Ziel des Projekts ist es, die Energiewende zu ermöglichen, ohne die Netzstabilität zu gefährden und ohne den zukünftigen Netzausbau abwarten zu müssen. Das dreijährige Projekt wird im Rahmen des 7. Energieforschungsprogramm vom Bundesministerium für Wirtschaft und Klimaschutz (BMWK) gefördert. Das Projekt befasst sich inhaltlich mit einer der größten Herausforderungen im Stromsektor: durch den starken Zuwachs von Elektroautos und Wärmepumpen wird der Strombedarf in Summe stark zunehmen, jedoch nicht gleichmäßig über den Tag hinweg verteilt sein. Die Vor-Ort-Versorgung muss deshalb eng mit dem Netz und dem Energiemarkt abgestimmt werden, um Engpässe zu vermeiden. Dies kann beispielsweise über zeitlich flexibles oder gar verzögertes Laden von Elektroautos geschehen oder durch die direkte Nutzung von lokal erzeugtem Strom aus Photovoltaik. Wärmepumpen können auch für einzelne Stunden abgeschaltet werden, ohne dass Wohnungen auskühlen.
Carola Krug von der Vivasis AG zum Projektbeginn: »Die Transformation des Energiesystems stellt alle Beteiligten vor neue Herausforderungen. Mit dem Förderprojekt Cactus sind wir am Puls der Zeit und suchen heute schon die Lösungen für morgen, um die Netzbetreiber so früh und so gut wie möglich zu unterstützen. In diesem Projekt können wir die Ergebnisse der Forschungspartner mit den vier Stadtwerken direkt in der praktischen Anwendung erproben und damit weiter verbessern. Dadurch bringt das Projektkonsortium die besten Voraussetzungen mit, um in den kommenden drei Jahren sowohl erfolgreich einen Beitrag zur Forschung zu leisten als auch praxisnahe Lösungen zu entwickeln.«
Durch gezielte Kommunikation und Visualisierung von Netzengpässen (Connect) werden Netzbetreiber in ihrer täglichen Arbeit unterstützt (Assist). Primäres Ziel ist es, Netzengpässe gar nicht erst aufkommen zu lassen und diese bereits im Vorfeld durch Preissignale und Nutzung von flexiblen Verbrauchern aufzulösen (Control).

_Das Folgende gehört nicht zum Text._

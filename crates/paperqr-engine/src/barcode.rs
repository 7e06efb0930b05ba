//! QR rendering and scanning through external programs
//!
//! Defaults: `qrencode --8bit --level=L --output=- ...` renders a frame read
//! from stdin into a PNG on stdout; `zbarimg --raw --oneshot --set=binary -`
//! reads a PNG from stdin and prints the raw frame bytes.

use std::io::Write;
use std::process::{Command, Stdio};

use anyhow::Context;

use paperqr_core::config::BarcodeConfig;
use paperqr_pages::Barcode;

#[derive(Debug, Clone)]
pub struct CommandBarcode {
    render_program: String,
    render_args: Vec<String>,
    scan_program: String,
    scan_args: Vec<String>,
}

impl CommandBarcode {
    pub fn new(
        render_program: impl Into<String>,
        render_args: Vec<String>,
        scan_program: impl Into<String>,
        scan_args: Vec<String>,
    ) -> Self {
        Self {
            render_program: render_program.into(),
            render_args,
            scan_program: scan_program.into(),
            scan_args,
        }
    }

    pub fn from_config(config: &BarcodeConfig) -> Self {
        Self::new(
            &config.render_program,
            config.render_args.clone(),
            &config.scan_program,
            config.scan_args.clone(),
        )
    }
}

impl Barcode for CommandBarcode {
    fn render(&self, frame: &[u8]) -> anyhow::Result<Vec<u8>> {
        run_piped("generate QR code", &self.render_program, &self.render_args, frame)
    }

    fn scan(&self, image: &[u8]) -> anyhow::Result<Vec<u8>> {
        let mut frame = run_piped("scan QR code", &self.scan_program, &self.scan_args, image)?;
        // zbarimg terminates raw output with a newline
        if frame.last() == Some(&b'\n') {
            frame.pop();
        }
        Ok(frame)
    }
}

/// Run `program args..`, feeding `input` on stdin and collecting stdout.
fn run_piped(action: &str, program: &str, args: &[String], input: &[u8]) -> anyhow::Result<Vec<u8>> {
    let mut child = Command::new(program)
        .args(args)
        .stdin(Stdio::piped())
        .stdout(Stdio::piped())
        .stderr(Stdio::piped())
        .spawn()
        .with_context(|| format!("{action}: spawning {program}"))?;

    let mut stdin = child
        .stdin
        .take()
        .with_context(|| format!("{action}: {program} stdin unavailable"))?;

    // Feed stdin from a second thread so a full stdout pipe cannot deadlock us
    let (output, written) = std::thread::scope(|scope| {
        let writer = scope.spawn(move || {
            let result = stdin.write_all(input);
            drop(stdin);
            result
        });
        let output = child.wait_with_output();
        let written = writer
            .join()
            .map_err(|_| anyhow::anyhow!("{action}: stdin writer panicked"))?;
        anyhow::Ok((output, written))
    })?;
    let output = output.with_context(|| format!("{action}: waiting for {program}"))?;

    // Status before stdin errors: an early exit also breaks the pipe
    if !output.status.success() {
        let stderr = String::from_utf8_lossy(&output.stderr);
        anyhow::bail!("{action} failed ({program}, {}): {}", output.status, stderr.trim());
    }
    written.with_context(|| format!("{action}: writing to {program}"))?;

    tracing::debug!(program, input_len = input.len(), output_len = output.stdout.len(), "{action}");
    Ok(output.stdout)
}

#[cfg(all(test, unix))]
mod tests {
    use super::*;

    fn cat_barcode() -> CommandBarcode {
        CommandBarcode::new("cat", Vec::new(), "cat", Vec::new())
    }

    #[test]
    fn render_pipes_through_program() {
        let frame = b"\x00\x01binary\xFFframe".to_vec();
        assert_eq!(cat_barcode().render(&frame).unwrap(), frame);
    }

    #[test]
    fn scan_strips_trailing_newline() {
        assert_eq!(cat_barcode().scan(b"frame\n").unwrap(), b"frame");
    }

    #[test]
    fn large_input_does_not_deadlock() {
        let image = vec![0x42u8; 1 << 20];
        assert_eq!(cat_barcode().render(&image).unwrap().len(), image.len());
    }

    #[test]
    fn failing_program_reports_status() {
        let barcode = CommandBarcode::new("false", Vec::new(), "false", Vec::new());
        let err = barcode.render(b"frame").unwrap_err();
        assert!(err.to_string().contains("generate QR code failed"));
    }

    #[test]
    fn missing_program_reports_spawn_error() {
        let barcode = CommandBarcode::new(
            "paperqr-no-such-program",
            Vec::new(),
            "paperqr-no-such-program",
            Vec::new(),
        );
        let err = barcode.scan(b"image").unwrap_err();
        assert!(format!("{err:#}").contains("spawning paperqr-no-such-program"));
    }

    #[test]
    fn from_config_uses_configured_programs() {
        let config = BarcodeConfig {
            render_program: "cat".into(),
            render_args: Vec::new(),
            scan_program: "cat".into(),
            scan_args: Vec::new(),
            image_extension: "bin".into(),
        };
        let barcode = CommandBarcode::from_config(&config);
        assert_eq!(barcode.render(b"x").unwrap(), b"x");
    }
}
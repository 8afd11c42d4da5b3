// SPDX-FileCopyrightText: 2026 Bruno Meilick
// SPDX-License-Identifier: LicenseRef-Dryad-FreeUse-NoCopy-NoDerivatives
//
// All rights reserved.
//
// This file is part of Dryad and is proprietary software.
// Unauthorized copying, modification, or distribution is prohibited.

use crate::model::{Forest, Node, NodeBody};

/// Fixed first line of every export.
pub const XML_DECLARATION: &str = r#"<?xml version="1.0" encoding="UTF-8"?>"#;

/// Wrapper element synthesized when the forest has more than one top-level
/// node. Never part of the stored forest.
pub const SYNTHETIC_ROOT_TAG: &str = "root";

/// Placeholder emitted for an empty forest so the preview pane shows
/// something; the importer strips comments, so this is inert on reimport.
pub const EMPTY_DOCUMENT_COMMENT: &str = "<!-- empty document -->";

const INDENT: &str = "  ";

/// Renders the forest as markup text.
///
/// Deterministic and pure: a fixed declaration line, then the single
/// top-level node at depth 0, or a synthetic wrapper around multiple
/// top-level nodes, or a placeholder comment for an empty forest.
/// Indentation is emitted depth-aware in this single pass; the invariant
/// that indentation always equals structural depth is covered by tests.
pub fn export_xml(forest: &Forest) -> String {
    let mut out = String::new();
    out.push_str(XML_DECLARATION);
    out.push('\n');

    match forest.roots() {
        [] => {
            out.push_str(EMPTY_DOCUMENT_COMMENT);
            out.push('\n');
        }
        [single] => write_node(&mut out, single, 0),
        roots => {
            out.push('<');
            out.push_str(SYNTHETIC_ROOT_TAG);
            out.push_str(">\n");
            for node in roots {
                write_node(&mut out, node, 1);
            }
            out.push_str("</");
            out.push_str(SYNTHETIC_ROOT_TAG);
            out.push_str(">\n");
        }
    }

    out
}

fn write_node(out: &mut String, node: &Node, depth: usize) {
    let indent = INDENT.repeat(depth);
    let tag = node.tag();

    match node.body() {
        NodeBody::Leaf => {
            // A leaf is always a one-liner, even when its value is empty.
            out.push_str(&format!("{indent}<{tag}>{}</{tag}>\n", escape_text(node.value())));
        }
        NodeBody::Section { children } => match (children.is_empty(), node.value().is_empty()) {
            (true, true) => out.push_str(&format!("{indent}<{tag} />\n")),
            (true, false) => {
                out.push_str(&format!("{indent}<{tag}>{}</{tag}>\n", escape_text(node.value())));
            }
            (false, has_no_value) => {
                if has_no_value {
                    out.push_str(&format!("{indent}<{tag}>\n"));
                } else {
                    // With children present the section's value is demoted to
                    // an attribute.
                    out.push_str(&format!(
                        "{indent}<{tag} value=\"{}\">\n",
                        escape_text(node.value())
                    ));
                }
                for child in children {
                    write_node(out, child, depth + 1);
                }
                out.push_str(&format!("{indent}</{tag}>\n"));
            }
        },
    }
}

/// Escapes text and attribute values.
///
/// Single pass, `&` handled like every other byte, so produced entities are
/// never re-escaped. Tag names are never escaped; the tag pattern constrains
/// them instead.
pub fn escape_text(text: &str) -> String {
    let mut out = String::with_capacity(text.len());
    for ch in text.chars() {
        match ch {
            '&' => out.push_str("&amp;"),
            '<' => out.push_str("&lt;"),
            '>' => out.push_str("&gt;"),
            '"' => out.push_str("&quot;"),
            '\'' => out.push_str("&apos;"),
            _ => out.push(ch),
        }
    }
    out
}
// SPDX-FileCopyrightText: 2026 Bruno Meilick
// SPDX-License-Identifier: LicenseRef-Dryad-FreeUse-NoCopy-NoDerivatives
//
// All rights reserved.
//
// This file is part of Dryad and is proprietary software.
// Unauthorized copying, modification, or distribution is prohibited.

use super::forest::Forest;
use super::node::NodeKind;

/// The document seeded on first run and after snapshot corruption recovery.
pub(crate) fn bootstrap_forest() -> Forest {
    let mut forest = Forest::new();

    let main = forest.create("main", "", NodeKind::Section, None);
    forest.create("project", "RTS", NodeKind::Leaf, Some(main));
    let meta = forest.create("meta", "", NodeKind::Section, Some(main));
    forest.create("version", "1.0.0", NodeKind::Leaf, Some(meta));
    forest.create("author", "Ya", NodeKind::Leaf, Some(meta));

    forest
}

#[cfg(test)]
mod tests {
    use super::bootstrap_forest;

    #[test]
    fn bootstrap_has_the_expected_shape() {
        let forest = bootstrap_forest();
        assert_eq!(forest.roots().len(), 1);
        assert_eq!(forest.node_count(), 5);

        let main = &forest.roots()[0];
        assert_eq!(main.tag(), "main");
        assert!(main.is_section());

        let tags: Vec<&str> = main.children().iter().map(|n| n.tag()).collect();
        assert_eq!(tags, vec!["project", "meta"]);
    }
}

Dazu adaptiert ein Algorithmus Preissignale, sodass mit hoher Wahrscheinlichkeit bei allen Schwankungen im Erzeugungs- und Verbrauchsverhalten die technischen Grenzen für einen stabilen Netzbetrieb eingehalten und damit Abschaltmaßnahmen vermieden werden – auch dann, wenn einige Kundenanlagen nicht auf die Preissignale reagieren wollen oder können.
Im ersten Schritt des Projekts führen die Forscherinnen und Forscher des ZSW eine Prognose des Verbrauchs und der Einspeisung im Niederspannungsnetz durch, um dann vorausschauend die Belastungen der verschiedenen Netzabschnitte im Verteilnetz darzustellen. Werden hierbei Netzengpässe prognostiziert, liefert ein Assistenzsystem Entscheidungshilfen für das Leitwartpersonal, um kritische Systemzustände durch direkte Steuereingriffe zu vermeiden.
Ergänzend wird ein Algorithmus entwickelt, der im Vorfeld über Preissignale an dezentrale Anlagen deren gleichzeitige Nutzung reduziert und dadurch Netzengpässe sowie die dann notwendigen direkten Steuereingriffe weitestgehend vermeidet. Somit wird durch intelligente Netzbewirtschaftung der steigende Transportbedarf für elektrische Energie in vielen Fällen schon mit bestehenden Verteilnetzen ermöglicht und der anderenfalls notwendige Ausbau der Stromnetze reduziert.